(Saved entries)
• • •

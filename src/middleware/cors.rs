//! CORS for a single frontend origin.
//!
//! Requests without an `Origin` header, or from the server's own origin,
//! pass untouched. Requests from the configured frontend get the
//! credentialed allow headers; preflights are answered here. Any other
//! origin is refused with 403.

use std::time::Duration;

use http::header::{
    ACCESS_CONTROL_ALLOW_CREDENTIALS, ACCESS_CONTROL_ALLOW_HEADERS, ACCESS_CONTROL_ALLOW_METHODS,
    ACCESS_CONTROL_ALLOW_ORIGIN, ACCESS_CONTROL_MAX_AGE, ACCESS_CONTROL_REQUEST_METHOD, HOST,
    ORIGIN, VARY,
};
use http::{HeaderValue, StatusCode};

use super::{Flow, Stage};
use crate::error::ApiError;
use crate::handler::BoxFuture;
use crate::method::Method;
use crate::request::Request;
use crate::response::Response;

const ALLOW_METHODS: &str = "GET, POST, PUT, PATCH, DELETE, HEAD, OPTIONS";
const ALLOW_HEADERS: &str = "Origin, Content-Length, Content-Type, Authorization";

pub struct Cors {
    allowed_origin: String,
    max_age: Duration,
}

impl Cors {
    pub fn new(allowed_origin: impl Into<String>) -> Self {
        Self {
            allowed_origin: allowed_origin.into(),
            max_age: Duration::from_secs(12 * 3600),
        }
    }

    fn preflight(&self) -> Response {
        let mut res = Response::with_status(StatusCode::NO_CONTENT);
        let headers = res.headers_mut();
        headers.insert(ACCESS_CONTROL_ALLOW_METHODS, HeaderValue::from_static(ALLOW_METHODS));
        headers.insert(ACCESS_CONTROL_ALLOW_HEADERS, HeaderValue::from_static(ALLOW_HEADERS));
        headers.insert(ACCESS_CONTROL_MAX_AGE, HeaderValue::from(self.max_age.as_secs()));
        res
    }

    fn decide(&self, req: &mut Request) -> Flow {
        let Some(origin) = req.header(ORIGIN.as_str()) else {
            return Flow::Continue;
        };

        if origin != self.allowed_origin {
            if is_same_origin(req, origin) {
                return Flow::Continue;
            }
            tracing::debug!(origin, "cross-origin request refused");
            return Flow::reject(ApiError::OriginNotAllowed);
        }

        let Ok(origin) = HeaderValue::from_str(origin) else {
            return Flow::reject(ApiError::OriginNotAllowed);
        };
        let is_preflight =
            req.method() == Method::Options && req.headers().contains_key(ACCESS_CONTROL_REQUEST_METHOD);

        req.defer_header(ACCESS_CONTROL_ALLOW_ORIGIN, origin);
        req.defer_header(ACCESS_CONTROL_ALLOW_CREDENTIALS, HeaderValue::from_static("true"));
        req.defer_header(VARY, HeaderValue::from_static("Origin"));

        if is_preflight {
            Flow::Terminate(self.preflight())
        } else {
            Flow::Continue
        }
    }
}

impl Stage for Cors {
    fn name(&self) -> &'static str { "cors" }

    fn call<'a>(&'a self, req: &'a mut Request) -> BoxFuture<'a, Flow> {
        Box::pin(std::future::ready(self.decide(req)))
    }
}

fn is_same_origin(req: &Request, origin: &str) -> bool {
    let Some(host) = req.header(HOST.as_str()) else {
        return false;
    };
    origin
        .strip_prefix("http://")
        .or_else(|| origin.strip_prefix("https://"))
        .is_some_and(|rest| rest == host)
}

#[cfg(test)]
mod tests {
    use super::*;
    use crate::request::test_support::{request_with, state};

    const FRONTEND: &str = "http://localhost:8080";

    #[test]
    fn no_origin_passes_without_headers() {
        let state = state();
        let mut req = request_with(&state, Method::Get, "/api/clients", &[]);
        assert!(matches!(Cors::new(FRONTEND).decide(&mut req), Flow::Continue));
        assert!(req.response_headers.is_empty());
    }

    #[test]
    fn allowed_origin_gets_credentialed_headers() {
        let state = state();
        let mut req = request_with(&state, Method::Get, "/api/clients", &[("origin", FRONTEND)]);
        assert!(matches!(Cors::new(FRONTEND).decide(&mut req), Flow::Continue));
        assert_eq!(req.response_headers.get(ACCESS_CONTROL_ALLOW_ORIGIN).unwrap(), FRONTEND);
        assert_eq!(req.response_headers.get(ACCESS_CONTROL_ALLOW_CREDENTIALS).unwrap(), "true");
    }

    #[test]
    fn preflight_is_answered_directly() {
        let state = state();
        let mut req = request_with(
            &state,
            Method::Options,
            "/api/invoices",
            &[("origin", FRONTEND), ("access-control-request-method", "PATCH")],
        );
        match Cors::new(FRONTEND).decide(&mut req) {
            Flow::Terminate(res) => {
                assert_eq!(res.status(), StatusCode::NO_CONTENT);
                assert_eq!(res.header("access-control-max-age"), Some("43200"));
                assert!(res.header("access-control-allow-methods").unwrap().contains("PATCH"));
            }
            Flow::Continue => panic!("preflight should terminate"),
        }
    }

    #[test]
    fn foreign_origin_is_forbidden() {
        let state = state();
        let mut req = request_with(&state, Method::Get, "/api/clients", &[("origin", "https://evil.example")]);
        match Cors::new(FRONTEND).decide(&mut req) {
            Flow::Terminate(res) => assert_eq!(res.status(), StatusCode::FORBIDDEN),
            Flow::Continue => panic!("foreign origin should be refused"),
        }
    }

    #[test]
    fn same_origin_passes() {
        let state = state();
        let mut req = request_with(
            &state,
            Method::Post,
            "/api/auth/login",
            &[("origin", "http://api.example.com"), ("host", "api.example.com")],
        );
        assert!(matches!(Cors::new(FRONTEND).decide(&mut req), Flow::Continue));
    }
}
//! Fixed-window rate limiting per client key.
//!
//! Each key gets `max_requests` per `window`. The window starts at the
//! key's first request and restarts on the first request after it ends.
//! Buckets live in a `DashMap`, so concurrent requests from one key
//! serialise on that key's shard only.

use std::hash::Hash;
use std::net::IpAddr;
use std::sync::Arc;
use std::time::{Duration, Instant};

use dashmap::DashMap;
use http::header::{HeaderName, HeaderValue, RETRY_AFTER};

use super::{Flow, Stage};
use crate::config::RateLimitConfig;
use crate::error::ApiError;
use crate::handler::BoxFuture;
use crate::request::Request;
use crate::response::IntoResponse;

const LIMIT: HeaderName = HeaderName::from_static("x-ratelimit-limit");
const REMAINING: HeaderName = HeaderName::from_static("x-ratelimit-remaining");

#[derive(Debug)]
struct Bucket {
    count: u32,
    window_start: Instant,
}

#[derive(Debug, Eq, PartialEq)]
pub enum Decision {
    Allowed { remaining: u32 },
    Denied { retry_after: Duration },
}

/// Counter store behind the [`RateLimit`] stage.
pub struct RateLimiter<K = IpAddr> {
    max_requests: u32,
    window: Duration,
    buckets: DashMap<K, Bucket>,
}

impl<K: Eq + Hash> RateLimiter<K> {
    pub fn new(max_requests: u32, window: Duration) -> Self {
        Self { max_requests, window, buckets: DashMap::new() }
    }

    pub fn max_requests(&self) -> u32 { self.max_requests }
    pub fn window(&self) -> Duration { self.window }

    pub fn check(&self, key: K) -> Decision {
        self.check_at(key, Instant::now())
    }

    /// [`check`](Self::check) against an explicit clock reading.
    pub fn check_at(&self, key: K, now: Instant) -> Decision {
        let mut bucket = self
            .buckets
            .entry(key)
            .or_insert_with(|| Bucket { count: 0, window_start: now });

        if now.saturating_duration_since(bucket.window_start) >= self.window {
            bucket.count = 0;
            bucket.window_start = now;
        }
        bucket.count = bucket.count.saturating_add(1);

        if bucket.count > self.max_requests {
            let elapsed = now.saturating_duration_since(bucket.window_start);
            Decision::Denied { retry_after: self.window.saturating_sub(elapsed) }
        } else {
            Decision::Allowed { remaining: self.max_requests - bucket.count }
        }
    }

    /// Drops buckets whose window has ended. Returns how many were removed.
    pub fn sweep(&self, now: Instant) -> usize {
        let before = self.buckets.len();
        self.buckets
            .retain(|_, b| now.saturating_duration_since(b.window_start) < self.window);
        before.saturating_sub(self.buckets.len())
    }

    pub fn tracked_keys(&self) -> usize {
        self.buckets.len()
    }
}

/// The rate-limit stage: keys requests by client IP.
pub struct RateLimit {
    limiter: Arc<RateLimiter>,
    trust_forwarded_for: bool,
}

impl RateLimit {
    pub fn new(config: &RateLimitConfig) -> Self {
        Self {
            limiter: Arc::new(RateLimiter::new(config.max_requests, config.window)),
            trust_forwarded_for: config.trust_forwarded_for,
        }
    }

    /// Shared handle to the counters, for the periodic sweep.
    pub fn limiter(&self) -> Arc<RateLimiter> {
        Arc::clone(&self.limiter)
    }
}

impl Stage for RateLimit {
    fn name(&self) -> &'static str { "rate_limit" }

    fn call<'a>(&'a self, req: &'a mut Request) -> BoxFuture<'a, Flow> {
        let ip = client_ip(req, self.trust_forwarded_for);
        req.defer_header(LIMIT, HeaderValue::from(self.limiter.max_requests()));

        let flow = match self.limiter.check(ip) {
            Decision::Allowed { remaining } => {
                req.defer_header(REMAINING, HeaderValue::from(remaining));
                Flow::Continue
            }
            Decision::Denied { retry_after } => {
                tracing::warn!(%ip, path = req.path(), "rate limit exceeded");
                req.defer_header(REMAINING, HeaderValue::from(0u32));
                let mut res = ApiError::RateLimitExceeded.into_response();
                res.headers_mut()
                    .insert(RETRY_AFTER, HeaderValue::from(ceil_secs(retry_after)));
                Flow::Terminate(res)
            }
        };
        Box::pin(std::future::ready(flow))
    }
}

fn ceil_secs(d: Duration) -> u64 {
    (d.as_secs() + u64::from(d.subsec_nanos() > 0)).max(1)
}

/// The address a request is attributed to.
///
/// The peer address, unless `trust_forwarded_for` is set and the request
/// carries a parseable `X-Forwarded-For` (leftmost entry) or `X-Real-IP`.
pub fn client_ip(req: &Request, trust_forwarded_for: bool) -> IpAddr {
    if trust_forwarded_for {
        let forwarded = req
            .header("x-forwarded-for")
            .and_then(|v| v.split(',').next())
            .or_else(|| req.header("x-real-ip"))
            .and_then(|v| v.trim().parse().ok());
        if let Some(ip) = forwarded {
            return ip;
        }
    }
    req.remote_addr().ip()
}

• • •

> [Exercise details]: In the records above, find each line that holds the word "entry"; copy all such lines.

> [Task solution]:
            .entry(key)
/// carries a parseable `X-Forwarded-For` (leftmost entry) or `X-Real-IP`.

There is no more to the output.